━━━━━ Raw data ━━━━━

//! Error types for hiera-module

pub type Result<T> = std::result::Result<T, Error>;

#[derive(Debug, thiserror::Error)]
pub enum Error {
    #[error(transparent)]
    Core(#[from] hiera_core::Error),

    #[error("Malformed args document: {0}")]
    Json(#[from] serde_json::Error),

    #[error("Cannot read args file {path}: {source}")]
    ArgsFile {
        path: String,
        #[source]
        source: std::io::Error,
    },

    #[error("Usage: hiera <args-file>")]
    MissingArgsFile,
}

━━━━━

However many lines the data holds, return each one exactly.

//! Error types for hiera-module

pub type Result<T> = std::result::Result<T, Error>;

#[derive(Debug, thiserror::Error)]
pub enum Error {
    #[error(transparent)]
    Core(#[from] hiera_core::Error),

    #[error("Malformed args document: {0}")]
    Json(#[from] serde_json::Error),

    #[error("Cannot read args file {path}: {source}")]
    ArgsFile {
        path: String,
        #[source]
        source: std::io::Error,
    },

    #[error("Usage: hiera <args-file>")]
    MissingArgsFile,
}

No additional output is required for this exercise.